A person undergoing VAC therapy wears the device for close to 24 hours per day while they’re healing. The optimal level of negative pressure seems to be about 125 mm Hg for a duration of 5 minutes on and 2 minutes off.
Here a wound vacuum is attached to a wound that goes down to the muscular layer. The foam and negative pressure promote wound healing.
Does using a wound VAC cause pain?
When VAC therapy starts, you may feel stretching and pulling around your wound. VAC therapy shouldn’t hurt, and if it does it can indicate a complication.
Many people experience discomfort when VAC bandages are changed. In some cases, a medical professional might administer pain medication 30 to 60 minutes before changing the bandages.
Wound VAC benefits
Wound VAC has the potential to be a cost-effective treatment option to help treat various types of wounds. Potential benefits include:
- decreased swelling and inflammation
- decreased risk of bacterial infection
- increased blood flow to the wound
- decreased overall discomfort
- less changing of wound dressings compared with other treatments
- gentle pulling together of the wound’s edges
Potential wound VAC therapy complications
VAC therapy is generally safe, but complications can occur. One study presented two cases of people who developed sepsis and hemorrhage after having VAC therapy for burns.
Other potential complications include bleeding, bacterial infections, and a lack of wound healing, which can lead to more invasive treatment methods.
Some people undergoing VAC therapy may develop an enteric fistula, a condition in which the skin and intestinal tract become abnormally connected.
Another possible complication is macerated skin, which is the softening and breaking of skin around the wound due to moisture.
How much does it cost?
One retrospective analysis looked at the treatment costs of VAC at the University of Chicago Medical Center between 1999 and 2014. The researchers estimated that the average price of VAC therapy was $111.18 per day.
Most insurance policies, as well as Medicare, cover at least part of the cost of VAC therapy.
Where is wound VAC therapy performed?
VAC therapy can be performed in a doctor’s office or in a medical facility.

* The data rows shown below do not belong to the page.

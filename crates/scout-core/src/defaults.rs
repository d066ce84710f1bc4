//! Centralized default constants for scout.
//!
//! **This module is the single source of truth** for shared default values.
//! Environment-driven configuration in each crate falls back to these.

// =============================================================================
// SEARCH REQUEST
// =============================================================================

/// Default number of candidates returned.
pub const SEARCH_LIMIT: i64 = 100;

/// Upper bound on candidates returned by a single request.
pub const SEARCH_LIMIT_MAX: i64 = 100;

/// Default score threshold applied after fusion.
pub const SCORE_THRESHOLD: f32 = 0.1;

/// Default lexical channel weight.
pub const KEYWORD_WEIGHT: f32 = 0.7;

/// Default semantic channel weight.
pub const SEMANTIC_WEIGHT: f32 = 0.3;

/// Experience matches requested from each channel per search.
pub const CHANNEL_LIMIT_CEILING: usize = 100;

/// Contributing experiences kept per candidate in a response.
pub const EXPERIENCES_PER_CANDIDATE: usize = 5;

// =============================================================================
// SCORING
// =============================================================================

/// Title boost for an exact position-title match.
pub const TITLE_BOOST_EXACT: f32 = 1.5;

/// Title boost for a phrase or synonym match.
pub const TITLE_BOOST_SYNONYM: f32 = 1.3;

/// Title boost for a partial token match.
pub const TITLE_BOOST_PARTIAL: f32 = 1.15;

/// Title boost when the title does not match.
pub const TITLE_BOOST_NONE: f32 = 1.0;

/// Recency multiplier steps as (max years inclusive, multiplier).
pub const RECENCY_STEPS: [(f32, f32); 5] = [(1.0, 1.0), (2.0, 1.1), (3.0, 1.2), (4.0, 1.3), (5.0, 1.4)];

/// Recency multiplier beyond the last step.
pub const RECENCY_MAX: f32 = 1.5;

/// Days per year used when deriving experience length from dates.
pub const DAYS_PER_YEAR: f64 = 365.25;

// =============================================================================
// LEXICAL BACKENDS
// =============================================================================

/// Search index base URL.
pub const ES_URL: &str = "http://localhost:9200";

/// Search index holding candidate experiences.
pub const ES_INDEX: &str = "candidate_experiences";

/// Deadline for one lexical backend call.
pub const LEXICAL_TIMEOUT_MS: u64 = 2000;

/// Deadline for one vector backend call.
pub const VECTOR_TIMEOUT_MS: u64 = 3000;

/// How long a failed primary stays bypassed before it is retried.
pub const HEALTH_CHECK_INTERVAL_SECS: u64 = 30;

/// Results requested from the exact-title tier.
pub const EXACT_TIER_SIZE: usize = 50;

/// Results kept from the exact-title tier.
pub const EXACT_TIER_KEEP: usize = 20;

/// Documents per bulk request during reindex.
pub const REINDEX_BATCH_SIZE: usize = 100;

// =============================================================================
// INFERENCE
// =============================================================================

/// OpenAI-compatible API base URL.
pub const OPENAI_URL: &str = "https://api.openai.com/v1";

/// Embedding model.
pub const EMBED_MODEL: &str = "text-embedding-3-large";

/// Native dimension of the embedding model.
pub const EMBED_DIMENSION: usize = 3072;

/// Width of vectors stored in the index after projection.
pub const PROJECTED_DIMENSION: usize = 1000;

/// Chat model used for translation.
pub const CHAT_MODEL: &str = "gpt-4o-mini";

/// Deadline for one inference HTTP call.
pub const INFERENCE_TIMEOUT_SECS: u64 = 10;

/// Retries after the first failed inference attempt.
pub const INFERENCE_MAX_RETRIES: u32 = 2;

/// Base backoff between inference retries. Doubles each attempt.
pub const INFERENCE_BACKOFF_MS: u64 = 200;

/// Texts shorter than this are not embedded.
pub const EMBED_MIN_CHARS: usize = 10;

/// Longest input forwarded to the translator.
pub const TRANSLATION_MAX_CHARS: usize = 4000;

/// Share of Latin-script letters above which text is treated as canonical.
pub const CANONICAL_SCRIPT_RATIO: f32 = 0.8;

// =============================================================================
// CACHES
// =============================================================================

/// Result cache lifetime.
pub const RESULT_CACHE_TTL_SECS: u64 = 300;

/// Suggestion and facet cache lifetime.
pub const SUGGESTION_CACHE_TTL_SECS: u64 = 1800;

/// Translation cache lifetime (7 days).
pub const TRANSLATION_CACHE_TTL_SECS: u64 = 7 * 24 * 3600;

/// Maximum entries per cache.
pub const CACHE_MAX_ENTRIES: u64 = 10_000;

/// How long a follower waits on an in-flight computation before going alone.
pub const SINGLE_FLIGHT_WAIT_MS: u64 = 5000;

/// Interval for eager reclamation of expired entries.
pub const CACHE_RECLAIM_INTERVAL_SECS: u64 = 60;

// =============================================================================
// SUGGESTIONS AND FACETS
// =============================================================================

/// Default suggestion count.
pub const SUGGESTION_LIMIT: usize = 10;

/// Maximum suggestion count.
pub const SUGGESTION_LIMIT_MAX: usize = 50;

/// Values listed per facet.
pub const FACET_LIMIT: usize = 20;

// =============================================================================
// SERVER
// =============================================================================

/// Default HTTP server port.
pub const SERVER_PORT: u16 = 3000;

/// Default requests per rate-limit period.
pub const RATE_LIMIT_REQUESTS: u64 = 20;

/// Default rate-limit period in seconds.
pub const RATE_LIMIT_PERIOD_SECS: u64 = 60;

/// Database pool size.
pub const DB_MAX_CONNECTIONS: u32 = 10;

You may also be able to have VAC therapy at home depending on the size and location of a wound. Your surgeon will determine if it’s suitable for you to continue VAC therapy at home.
Wound VAC therapy duration
The length of time the procedure takes varies widely on the size and location of your wound. Your doctor should be able to give you an estimate for how long you’ll undergo VAC therapy based on your wound.
Living with a wound VAC
Living with a wound VAC can cause challenges to your daily life, but understanding what you can and can’t do while undergoing treatment can make treatment easier.

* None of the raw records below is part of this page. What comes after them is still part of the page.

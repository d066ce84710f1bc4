//! Shared row mapping for experience queries.

use chrono::{NaiveDate, Utc};
use sqlx::postgres::PgRow;
use sqlx::Row;

use scout_core::{experience_years, ExperienceMatch, Result};

/// Columns every experience query selects, prefixed with the `ce` alias.
pub(crate) const EXPERIENCE_COLUMNS: &str = "ce.id, ce.candidate_id, ce.position_title, \
     ce.position_title_en, ce.company_name, ce.structured_content_en, \
     ce.structured_content_mn, ce.start_date, ce.end_date";

pub(crate) fn experience_from_row(row: &PgRow, today: NaiveDate) -> Result<ExperienceMatch> {
    let mut m = ExperienceMatch::new(row.try_get("candidate_id")?, row.try_get("id")?);
    let start: Option<NaiveDate> = row.try_get("start_date")?;
    let end: Option<NaiveDate> = row.try_get("end_date")?;
    m.years = experience_years(start, end, today);
    m.position_title = row
        .try_get::<Option<String>, _>("position_title")?
        .unwrap_or_default();
    m.position_title_en = row.try_get("position_title_en")?;
    m.company_name = row
        .try_get::<Option<String>, _>("company_name")?
        .unwrap_or_default();
    m.content = row
        .try_get::<Option<String>, _>("structured_content_en")?
        .unwrap_or_default();
    m.content_mn = row
        .try_get::<Option<String>, _>("structured_content_mn")?
        .unwrap_or_default();
    Ok(m)
}

pub(crate) fn today() -> NaiveDate {
    Utc::now().date_naive()
}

Can you shower with a wound VAC?
It’s possible to shower with a wound VAC by disconnecting the VAC system. (Note that you shouldn’t leave your VAC system unplugged for more than 2 hours per day.)

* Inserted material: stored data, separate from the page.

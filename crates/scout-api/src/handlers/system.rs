//! Liveness and cache statistics.

use axum::extract::State;
use axum::response::IntoResponse;
use axum::Json;
use serde::Serialize;

use scout_search::CacheStats;

use crate::state::AppState;

pub async fn health() -> impl IntoResponse {
    Json(serde_json::json!({
        "status": "healthy",
        "version": env!("CARGO_PKG_VERSION"),
    }))
}

#[derive(Debug, Serialize)]
pub struct CacheStatsResponse {
    pub caches: Vec<CacheStats>,
}

pub async fn cache_stats(State(state): State<AppState>) -> Json<CacheStatsResponse> {
    let mut caches = state.engine.cache_stats();
    caches.push(state.suggestions.cache_stats());
    Json(CacheStatsResponse { caches })
}
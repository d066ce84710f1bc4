//! Integration tests against a migrated PostgreSQL database with pgvector.
//!
//! **IMPORTANT**: These tests require a running database. Run them with
//! `cargo test -p scout-db --features migrations -- --ignored`.

use chrono::NaiveDate;
use scout_db::{
    CandidateDirectory, Database, ExperienceSource, LexicalBackend, StructuredQuery,
    TitleMatchClass, DEFAULT_TEST_DATABASE_URL,
};

async fn setup_test_db() -> Database {
    let _ = dotenvy::dotenv();
    let database_url =
        std::env::var("DATABASE_URL").unwrap_or_else(|_| DEFAULT_TEST_DATABASE_URL.to_string());
    let db = Database::connect(&database_url)
        .await
        .expect("Failed to connect to test database");
    #[cfg(feature = "migrations")]
    db.migrate().await.expect("Failed to run migrations");
    db
}

async fn insert_candidate(db: &Database, first_name: &str) -> i64 {
    sqlx::query_scalar("INSERT INTO candidates (first_name) VALUES ($1) RETURNING id")
        .bind(first_name)
        .fetch_one(db.pool())
        .await
        .unwrap()
}

async fn insert_experience(db: &Database, candidate_id: i64, title_en: &str, content: &str) -> i64 {
    sqlx::query_scalar(
        r#"
        INSERT INTO candidate_experience
            (candidate_id, position_title, position_title_en, structured_content_en, start_date)
        VALUES ($1, $2, $2, $3, $4)
        RETURNING id
        "#,
    )
    .bind(candidate_id)
    .bind(title_en)
    .bind(content)
    .bind(NaiveDate::from_ymd_opt(2020, 1, 1).unwrap())
    .fetch_one(db.pool())
    .await
    .unwrap()
}

async fn cleanup(db: &Database, candidate_id: i64) {
    sqlx::query("DELETE FROM candidates WHERE id = $1")
        .bind(candidate_id)
        .execute(db.pool())
        .await
        .unwrap();
}

fn query(position: &str) -> StructuredQuery {
    StructuredQuery {
        position: position.to_string(),
        description: String::new(),
        skills: vec![],
        experience: None,
        industry: None,
        education: None,
        key_terms: vec![],
        search_text: position.to_lowercase(),
    }
}

#[tokio::test]
#[ignore = "requires database"]
async fn test_fts_ranks_exact_title_first() {
    let db = setup_test_db().await;
    let cid = insert_candidate(&db, "Fts").await;
    let exact = insert_experience(&db, cid, "Zyxwv Accountant", "ledger work").await;
    let partial = insert_experience(&db, cid, "Zyxwv Clerk", "zyxwv accountant support").await;

    let matches = db.lexical.search(&query("Zyxwv Accountant"), 100).await.unwrap();
    let exact_hit = matches.iter().find(|m| m.experience_id == exact).unwrap();
    let partial_hit = matches.iter().find(|m| m.experience_id == partial).unwrap();

    assert_eq!(exact_hit.title_class, TitleMatchClass::Exact);
    assert!(exact_hit.lexical_score > partial_hit.lexical_score);
    assert!(matches.iter().all(|m| (0.0..=1.0).contains(&m.lexical_score)));

    cleanup(&db, cid).await;
}

#[tokio::test]
#[ignore = "requires database"]
async fn test_suggest_escapes_wildcards() {
    let db = setup_test_db().await;
    let cid = insert_candidate(&db, "Suggest").await;
    insert_experience(&db, cid, "Qwerty_Analyst", "x").await;

    let hits = db.lexical.suggest("qwerty_", 10).await.unwrap();
    assert!(hits.iter().any(|t| t == "Qwerty_Analyst"));
    let none = db.lexical.suggest("qwerty%", 10).await.unwrap();
    assert!(none.is_empty());

    cleanup(&db, cid).await;
}

#[tokio::test]
#[ignore = "requires database"]
async fn test_profiles_and_paging() {
    let db = setup_test_db().await;
    let cid = insert_candidate(&db, "Paged").await;
    let first = insert_experience(&db, cid, "Engineer", "rust").await;
    let second = insert_experience(&db, cid, "Engineer", "go").await;

    let profiles = db.candidates.profiles(&[cid]).await.unwrap();
    assert_eq!(profiles[&cid].first_name.as_deref(), Some("Paged"));

    let page = db.experiences.experiences_after(first - 1, 2).await.unwrap();
    assert_eq!(page[0].id, first);
    assert_eq!(page[1].id, second);
    assert!(page[0].years_experience.unwrap() > 0.0);

    cleanup(&db, cid).await;
}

It’s not a good idea to take a bath with a wound VAC, however, because sitting in water can expose your wound to bacterial infections.
Wound VAC dressing change frequency
VAC bandages should be changed two to three times a week. If your wound gets infected, the bandages may need to change more often.
Who changes the VAC dressing?
Usually, a healthcare provider will change your bandages. In some cases, a family member or a caregiver can be trained to change your dressing.
When to discontinue wound VAC use
In rare cases, VAC can lead to bleeding, bacterial infections, or other serious complications.
If you have any of the following symptoms, call your doctor immediately.
- fever higher than 102°F (39°C )
- bleeding around the wound
- rash around your wound
- nausea or vomiting
- sore throat
VAC therapy uses pressure to help close wounds and increase healing. It can be used for a variety of wounds, such as those caused by burns, cesarean deliveries, and traumatic injuries.
You generally don’t need to prepare in advance for VAC.
If you’re undergoing VAC therapy, ask your doctor any specific questions you may have about your wound healing.